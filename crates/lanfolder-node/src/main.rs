//! LAN Folder node -- single binary LAN folder synchronization.
//!
//! Usage:
//!   lanfolder-node                      # Run with default config
//!   lanfolder-node --config path.toml   # Run with custom config
//!   lanfolder-node identity             # Show (or create) the node's PeerId

use clap::{Parser, Subcommand};

use lanfolder_index::IndexStore;
use lanfolder_node::config::NodeConfig;
use lanfolder_node::node::{Node, Sockets};
use lanfolder_node::{expand_tilde, folders, identity};

#[derive(Parser)]
#[command(name = "lanfolder-node", about = "LAN peer-to-peer folder synchronization node")]
struct Cli {
    /// Path to config file
    #[arg(short, long, default_value = "~/.lanfolder/config.toml")]
    config: String,

    #[command(subcommand)]
    command: Option<Commands>,
}

#[derive(Subcommand)]
enum Commands {
    /// Run the node (default)
    Run,
    /// Show or generate the node identity
    Identity,
}

#[tokio::main]
async fn main() -> anyhow::Result<()> {
    tracing_subscriber::fmt()
        .with_env_filter(
            tracing_subscriber::EnvFilter::try_from_default_env()
                .unwrap_or_else(|_| "lanfolder_node=info,lanfolder_api=info".into()),
        )
        .init();

    let cli = Cli::parse();
    let config_path = expand_tilde(&cli.config);
    let cfg = NodeConfig::load_or_default(&config_path)?;

    match cli.command {
        Some(Commands::Identity) => {
            let id_path = expand_tilde(&cfg.node.identity_file);
            let peer_id = identity::load_or_create(&id_path)?;
            println!("Peer ID: {peer_id}");
            println!("Identity file: {}", id_path.display());
        }
        Some(Commands::Run) | None => {
            run_node(cfg).await?;
        }
    }

    Ok(())
}

async fn run_node(cfg: NodeConfig) -> anyhow::Result<()> {
    let peer_id = identity::load_or_create(&expand_tilde(&cfg.node.identity_file))?;
    tracing::info!(peer = %peer_id, "node identity loaded");

    let root = expand_tilde(&cfg.node.root);
    let folders = folders::prepare(&root)?;
    let index = IndexStore::new();
    let seeded = folders::seed_defaults(&folders, &index).await?;
    tracing::info!(root = %root.display(), seeded, "folders ready");

    let sockets = Sockets::bind(cfg.listen_addr()?).await?;
    let node = Node::start(&cfg, peer_id, folders, index, sockets).await?;
    node.announce().await?;

    tracing::info!("all tasks spawned, press Ctrl-C to stop");

    tokio::signal::ctrl_c().await?;
    tracing::info!("shutting down...");
    node.shutdown().await;

    tracing::info!("shutdown complete");
    Ok(())
}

#####

Work item:
In the listing above, find the line containing "let peer_id = identity::load_or_create(&id_path)?;" and the line containing "async fn run_node(cfg: NodeConfig)", then quote both, plus every line between them, exactly as written.

Solution to this task:
            let peer_id = identity::load_or_create(&id_path)?;
            println!("Peer ID: {peer_id}");
            println!("Identity file: {}", id_path.display());
        }
        Some(Commands::Run) | None => {
            run_node(cfg).await?;
        }
    }

    Ok(())
}

async fn run_node(cfg: NodeConfig) -> anyhow::Result<()> {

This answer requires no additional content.